O hábito de festejar datas sósurgiu com a ciênciaquantitativa no século 17
PETER BURKE
especial para a Folha

Segundo a televisão, os brasileiros, tal como outros povos pelo mundo afora, começaram a contagem regressiva para a passagem do milênio. No Rio, já há tempos hotéis estão reservados para o "Reveillon 2000", enquanto em Londres a "Catedral do Milênio" já começa a se tornar visível. É curioso pensar que esta forma de consciência histórica não possua, ela mesma, uma longa história.
Até onde eu saiba, ninguém celebrou a chegada do ano 1000. Algumas pessoas pensaram que o fim do mundo pudesse ocorrer por volta daquele período, mas não necessariamente no exato fim do século. Na Florença renascentista, houve quem achasse que o mundo acabaria em 1500, mas outras pessoas esperavam o seu fim já em 1494. A idéia essencial do milênio era a de um reinado de mil anos de Cristo neste mundo, que poderia começar a qualquer momento, por mais que provavelmente fosse anunciado por meio de eventos dramáticos. Eis a razão por que a descoberta do Novo Mundo levou muitos europeus, especialmente espanhóis, a pensar que o milênio estava próximo e que Carlos 5º seria o último imperador terreno.

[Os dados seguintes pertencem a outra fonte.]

//! Normalized schema records.
//!
//! These mirror what SQLite's `table_info`, `foreign_key_list` and
//! `index_list` pragmas report, so a schema parsed from a spec and a schema
//! read from a live database land in the same shape and can be compared
//! field by field. CHECK constraints get a record here too even though no
//! pragma reports them; they are recovered from `CREATE TABLE` text.

use serde::{Deserialize, Serialize};
use std::fmt;

/// A declared column type, split into its name and numeric parameters.
///
/// `CHAR(32)` parses to name `CHAR` with params `[32]`; the name may be any
/// identifier sequence (SQLite accepts arbitrary type names and assigns
/// affinity by substring rules).
#[derive(Debug, Clone, PartialEq, Eq, Serialize, Deserialize)]
pub struct DeclaredType {
    /// Type name as written, e.g. `INTEGER` or `DOUBLE PRECISION`.
    pub name: String,
    /// Parenthesized numeric parameters, e.g. `[10, -2]` for `DECIMAL(10,-2)`.
    pub params: Vec<i64>,
}

impl DeclaredType {
    /// Parses a declared type from its SQL text. Returns `None` for empty
    /// text (a typeless column, which live databases may contain).
    #[must_use]
    pub fn parse(text: &str) -> Option<Self> {
        let text = text.trim();
        if text.is_empty() {
            return None;
        }
        let (name, params) = match text.find('(') {
            Some(open) => {
                let inner = text[open + 1..].trim_end().trim_end_matches(')');
                let params = inner
                    .split(',')
                    .filter_map(|p| p.trim().parse::<i64>().ok())
                    .collect();
                (text[..open].trim(), params)
            }
            None => (text, Vec::new()),
        };
        Some(Self {
            name: name.to_owned(),
            params,
        })
    }

    /// True when the two types are the same ignoring name case.
    #[must_use]
    pub fn equivalent(&self, other: &Self) -> bool {
        self.name.eq_ignore_ascii_case(&other.name) && self.params == other.params
    }

    /// True for type names SQLite maps to INTEGER affinity.
    ///
    /// A single column of integer affinity declared `PRIMARY KEY` becomes
    /// the rowid alias and gets no autoindex.
    #[must_use]
    pub fn integer_affinity(&self) -> bool {
        self.name.to_ascii_uppercase().contains("INT")
    }
}

impl fmt::Display for DeclaredType {
    fn fmt(&self, f: &mut fmt::Formatter<'_>) -> fmt::Result {
        write!(f, "{}", self.name)?;
        if !self.params.is_empty() {
            let params: Vec<String> = self.params.iter().map(ToString::to_string).collect();
            write!(f, "({})", params.join(","))?;
        }
        Ok(())
    }
}

/// Referential action on a foreign key.
#[derive(Debug, Clone, Copy, PartialEq, Eq, Default, Serialize, Deserialize)]
pub enum FkAction {
    /// `NO ACTION` (SQLite's default).
    #[default]
    NoAction,
    /// `SET NULL`.
    SetNull,
    /// `SET DEFAULT`.
    SetDefault,
    /// `CASCADE`.
    Cascade,
    /// `RESTRICT`.
    Restrict,
}

impl FkAction {
    /// Parses the action text as the pragma reports it (any case, any
    /// internal whitespace). Unrecognized text falls back to `NO ACTION`.
    #[must_use]
    pub fn parse(text: &str) -> Self {
        let words: Vec<String> = text
            .split_whitespace()
            .map(str::to_ascii_uppercase)
            .collect();
        match words.join(" ").as_str() {
            "SET NULL" => Self::SetNull,
            "SET DEFAULT" => Self::SetDefault,
            "CASCADE" => Self::Cascade,
            "RESTRICT" => Self::Restrict,
            _ => Self::NoAction,
        }
    }

    /// The SQL spelling of the action.
    #[must_use]
    pub const fn as_sql(self) -> &'static str {
        match self {
            Self::NoAction => "NO ACTION",
            Self::SetNull => "SET NULL",
            Self::SetDefault => "SET DEFAULT",
            Self::Cascade => "CASCADE",
            Self::Restrict => "RESTRICT",
        }
    }
}

impl fmt::Display for FkAction {
    fn fmt(&self, f: &mut fmt::Formatter<'_>) -> fmt::Result {
        f.write_str(self.as_sql())
    }
}

/// Where an index record came from.
#[derive(Debug, Clone, Copy, PartialEq, Eq, Serialize, Deserialize)]
pub enum IndexOrigin {
    /// Autoindex backing a `PRIMARY KEY` (pragma origin `pk`).
    PrimaryKey,
    /// Autoindex backing a `UNIQUE` constraint (pragma origin `u`).
    UniqueConstraint,
    /// Explicit `CREATE INDEX` (pragma origin `c`).
    ExplicitIndex,
    /// `CHECK` constraint. Not reported by any pragma; recovered from the
    /// stored `CREATE TABLE` text.
    CheckConstraint,
}

impl IndexOrigin {
    /// Maps a pragma `origin` value.
    #[must_use]
    pub fn from_pragma(origin: &str) -> Self {
        match origin {
            "pk" => Self::PrimaryKey,
            "u" => Self::UniqueConstraint,
            _ => Self::ExplicitIndex,
        }
    }

    /// True for the origins SQLite names autoindices after.
    #[must_use]
    pub const fn counts_toward_autoindex(self) -> bool {
        matches!(self, Self::PrimaryKey | Self::UniqueConstraint)
    }
}

impl fmt::Display for IndexOrigin {
    fn fmt(&self, f: &mut fmt::Formatter<'_>) -> fmt::Result {
        let s = match self {
            Self::PrimaryKey => "pk",
            Self::UniqueConstraint => "u",
            Self::ExplicitIndex => "c",
            Self::CheckConstraint => "check",
        };
        f.write_str(s)
    }
}

/// One column of a table, as `pragma table_info` reports it.
#[derive(Debug, Clone, PartialEq, Eq, Default, Serialize, Deserialize)]
pub struct ColumnRecord {
    /// Zero-based column ordinal (`cid`).
    pub position: i64,
    /// Column name.
    pub name: String,
    /// Declared type, `None` for typeless columns.
    pub decl_type: Option<DeclaredType>,
    /// `NOT NULL` present.
    pub not_null: bool,
    /// Default value text. `None` when absent or literally `NULL`; a
    /// parenthesized expression is stored without its outer parentheses,
    /// matching the pragma; quoted strings keep their quotes.
    pub default_value: Option<String>,
    /// 1-based rank within the primary key, 0 when not part of it.
    pub pk_rank: i64,
    /// Lowercased prior names from a `[FORMERLY ...]` suffix. Only ever
    /// populated on the spec side.
    pub former_names: Vec<String>,
    /// The spec line (or fragment) this record came from, with any
    /// `[FORMERLY ...]` suffix removed.
    pub source_text: String,
}

impl ColumnRecord {
    /// True when this column alone is an INTEGER-affinity primary key, the
    /// case where SQLite aliases it to the rowid and creates no autoindex.
    #[must_use]
    pub fn is_integer_primary_key(&self) -> bool {
        self.pk_rank > 0 && self.decl_type.as_ref().is_some_and(DeclaredType::integer_affinity)
    }

    /// A one-line description for diff reporting. Introspected records have
    /// no source text, so one is reassembled from the fields.
    #[must_use]
    pub fn describe(&self) -> String {
        if !self.source_text.is_empty() {
            return self.source_text.clone();
        }
        let mut out = self.name.clone();
        if let Some(decl_type) = &self.decl_type {
            out.push(' ');
            out.push_str(&decl_type.to_string());
        }
        if self.pk_rank > 0 {
            out.push_str(" PRIMARY KEY");
        }
        if self.not_null {
            out.push_str(" NOT NULL");
        }
        if let Some(default) = &self.default_value {
            out.push_str(" DEFAULT ");
            out.push_str(default);
        }
        out
    }

    /// Lists the fields on which two column records disagree.
    ///
    /// Identifier and value text compares ignore case. `former_names` and
    /// `source_text` never participate; `position` only when
    /// `order_matters`.
    #[must_use]
    pub fn differences(&self, other: &Self, order_matters: bool) -> Vec<&'static str> {
        let mut diff = Vec::new();
        if !self.name.eq_ignore_ascii_case(&other.name) {
            diff.push("name");
        }
        let types_match = match (&self.decl_type, &other.decl_type) {
            (Some(a), Some(b)) => a.equivalent(b),
            (None, None) => true,
            _ => false,
        };
        if !types_match {
            diff.push("decl_type");
        }
        if self.not_null != other.not_null {
            diff.push("not_null");
        }
        let defaults_match = match (&self.default_value, &other.default_value) {
            (Some(a), Some(b)) => a.eq_ignore_ascii_case(b),
            (None, None) => true,
            _ => false,
        };
        if !defaults_match {
            diff.push("default_value");
        }
        if self.pk_rank != other.pk_rank {
            diff.push("pk_rank");
        }
        if order_matters && self.position != other.position {
            diff.push("position");
        }
        diff
    }
}

/// One column pair of a foreign key, as `pragma foreign_key_list` reports
/// it. A multi-column constraint expands to one record per pair sharing an
/// `id`.
#[derive(Debug, Clone, PartialEq, Eq, Serialize, Deserialize)]
pub struct ForeignKeyRecord {
    /// Constraint ordinal within the table.
    pub id: i64,
    /// Column ordinal within the constraint.
    pub seq: i64,
    /// Referenced parent table.
    pub table: String,
    /// Local column.
    pub from: String,
    /// Parent column; `None` when the clause omitted it and SQLite resolves
    /// it to the parent's primary key.
    pub to: Option<String>,
    /// Action on parent update.
    pub on_update: FkAction,
    /// Action on parent delete.
    pub on_delete: FkAction,
    /// `MATCH` clause text, `NONE` by default.
    pub match_mode: String,
    /// Spec line that produced this record, empty for introspected records.
    pub source_text: String,
}

impl ForeignKeyRecord {
    /// A fresh record targeting `table` with SQLite's defaults.
    #[must_use]
    pub fn new(table: impl Into<String>, from: impl Into<String>) -> Self {
        Self {
            id: 0,
            seq: 0,
            table: table.into(),
            from: from.into(),
            to: None,
            on_update: FkAction::NoAction,
            on_delete: FkAction::NoAction,
            match_mode: "NONE".to_owned(),
            source_text: String::new(),
        }
    }

    /// True when both records describe the same reference, ignoring `id`
    /// and `seq` renumbering and identifier case. `resolved_from` is the
    /// local column name of `self` after rename-map translation.
    #[must_use]
    pub fn same_reference(&self, resolved_from: &str, other: &Self) -> bool {
        let to_match = match (&self.to, &other.to) {
            (Some(a), Some(b)) => a.eq_ignore_ascii_case(b),
            (None, None) => true,
            _ => false,
        };
        self.table.eq_ignore_ascii_case(&other.table)
            && resolved_from.eq_ignore_ascii_case(&other.from)
            && to_match
            && self.on_update == other.on_update
            && self.on_delete == other.on_delete
            && self.match_mode.eq_ignore_ascii_case(&other.match_mode)
    }

    /// A one-line description for diff reporting.
    #[must_use]
    pub fn describe(&self) -> String {
        if self.source_text.is_empty() {
            let target = self.to.as_deref().unwrap_or("<primary key>");
            format!(
                "FOREIGN KEY ({}) REFERENCES {} ({}) ON UPDATE {} ON DELETE {}",
                self.from, self.table, target, self.on_update, self.on_delete
            )
        } else {
            self.source_text.clone()
        }
    }
}

/// One index or constraint of a table, as `pragma index_list` reports it,
/// extended with the indexed columns and any predicate.
#[derive(Debug, Clone, PartialEq, Eq, Serialize, Deserialize)]
pub struct IndexRecord {
    /// Ordinal within the table's index list.
    pub seq: i64,
    /// Index name; synthesized for autoindices, empty for CHECK records.
    pub name: String,
    /// Enforces uniqueness.
    pub unique: bool,
    /// What created this record.
    pub origin: IndexOrigin,
    /// Indexed column names in order; empty for CHECK records.
    pub columns: Vec<String>,
    /// `true` when a partial-index `WHERE` clause is present.
    pub partial: bool,
    /// Partial-index `WHERE` expression, or the CHECK expression.
    pub predicate: Option<String>,
    /// Spec line that produced this record, empty for introspected records.
    pub source_text: String,
}

impl IndexRecord {
    /// A fresh record with the given origin.
    #[must_use]
    pub fn new(origin: IndexOrigin) -> Self {
        Self {
            seq: 0,
            name: String::new(),
            unique: origin.counts_toward_autoindex(),
            origin,
            columns: Vec::new(),
            partial: false,
            predicate: None,
            source_text: String::new(),
        }
    }

    /// The name SQLite gives the autoindex backing a PRIMARY KEY or UNIQUE
    /// constraint. Ordinals are 1-based and count only such constraints,
    /// in declaration order.
    #[must_use]
    pub fn autoindex_name(table: &str, ordinal: usize) -> String {
        format!("sqlite_autoindex_{table}_{ordinal}")
    }

    /// True when two constraint records (autoindex or CHECK) are the same
    /// structurally: origin, uniqueness, columns and predicate, ignoring
    /// `seq`, the synthesized name and identifier case.
    #[must_use]
    pub fn same_constraint(&self, other: &Self) -> bool {
        self.origin == other.origin
            && self.unique == other.unique
            && columns_match(&self.columns, &other.columns)
            && predicates_match(self.predicate.as_deref(), other.predicate.as_deref())
    }

    /// True when two explicit indexes with the same name also agree on
    /// structure (uniqueness, columns, predicate).
    #[must_use]
    pub fn same_structure(&self, other: &Self) -> bool {
        self.unique == other.unique
            && columns_match(&self.columns, &other.columns)
            && self.partial == other.partial
            && predicates_match(self.predicate.as_deref(), other.predicate.as_deref())
    }

    /// A one-line description for diff reporting.
    #[must_use]
    pub fn describe(&self) -> String {
        if !self.source_text.is_empty() {
            return self.source_text.clone();
        }
        match self.origin {
            IndexOrigin::PrimaryKey => format!("PRIMARY KEY ({})", self.columns.join(", ")),
            IndexOrigin::UniqueConstraint => format!("UNIQUE ({})", self.columns.join(", ")),
            IndexOrigin::CheckConstraint => {
                format!("CHECK ({})", self.predicate.as_deref().unwrap_or_default())
            }
            IndexOrigin::ExplicitIndex => format!("INDEX {}", self.name),
        }
    }
}

fn columns_match(a: &[String], b: &[String]) -> bool {
    a.len() == b.len()
        && a.iter()
            .zip(b.iter())
            .all(|(x, y)| x.eq_ignore_ascii_case(y))
}

fn predicates_match(a: Option<&str>, b: Option<&str>) -> bool {
    match (a, b) {
        (Some(a), Some(b)) => squeeze(a).eq_ignore_ascii_case(&squeeze(b)),
        (None, None) => true,
        _ => false,
    }
}

/// Collapses whitespace runs so expression text compares reliably.
fn squeeze(text: &str) -> String {
    text.split_whitespace().collect::<Vec<_>>().join(" ")
}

Independentemente disso, não se acreditava que Deus pensasse em números redondos. Usualmente, o tempo não era dividido dessa maneira, por mais que, a partir de 1300, Roma celebrasse os anos santos de século em século. Hoje em dia, indivíduos têm a expectativa de se sentirem diferentes depois do seu trigésimo, quadragésimo ou quinquagésimo aniversário, e a expectativa é de que muitos eventos ocorram ao completar-se uma hora inteira.
No século 16, por outro lado, os relógios mecânicos ainda eram relativamente raros. Conforme mostrou o grande historiador francês Lucien Febvre há anos, o tempo, tal como o espaço, costumava ser calculados de maneira imprecisa -o tempo necessário para rezar uma ave-maria, por exemplo; na véspera da colheita ou depois da grande fome. Indivíduos -como Erasmo, por exemplo- frequentemente não sabiam o ano de seu nascimento, e o que se comemorava anualmente era menos o número de anos completados do que o dia do santo padroeiro de cada um.

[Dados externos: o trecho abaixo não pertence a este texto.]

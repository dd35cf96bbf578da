//! Error types for the migration runner.

use std::path::PathBuf;

/// Errors that can occur while migrating a database.
#[derive(Debug, thiserror::Error)]
pub enum MigrateError {
    /// The spec could not be parsed or modelled.
    #[error(transparent)]
    Schema(#[from] verdigris_schema::SchemaError),

    /// Database error during introspection or migration.
    #[error("Database error: {0}")]
    Database(#[from] sqlx::Error),

    /// IO error touching the database file or a backup.
    #[error("IO error: {0}")]
    Io(#[from] std::io::Error),

    /// Asked to report on a database that does not exist.
    #[error("Database not found: {0} (pass --upgrade to create it)")]
    MissingDatabase(PathBuf),

    /// The backup prefix is not a valid strftime pattern.
    #[error("Invalid backup prefix {0:?}: not a valid strftime pattern")]
    BadBackupPrefix(String),

    /// The forced confirmation answer was not recognizable.
    #[error("Invalid forced response {0:?}: expected y or n")]
    BadForcedResponse(String),
}

/// Result type for migration operations.
pub type Result<T> = std::result::Result<T, MigrateError>;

Quanto ao tempo político, no geral este era computado mais em reinados do que em décadas. A prática de comemorar datas precisas, especialmente os fins de século, dependeu da emergência do pensamento quantitativo, a mentalidade aritmética, sem a qual a ciência moderna, o Estado moderno e talvez a modernidade em geral teriam sido impossíveis.
Parece que foi no século 17 que se deu a mudança no sistema de comemorações. Iniciou-se na Alemanha protestante, em 1617, com as celebrações, amplamente difundidas, do centésimo aniversário ou jubileu das "Noventa e Cinco Teses" de Lutero -supostamente afixadas na porta da igreja de Wittenburg um século antes, dando, assim, início à Reforma. Em homenagem à ocasião, peças de teatro foram encenadas, e ações de graça, celebradas.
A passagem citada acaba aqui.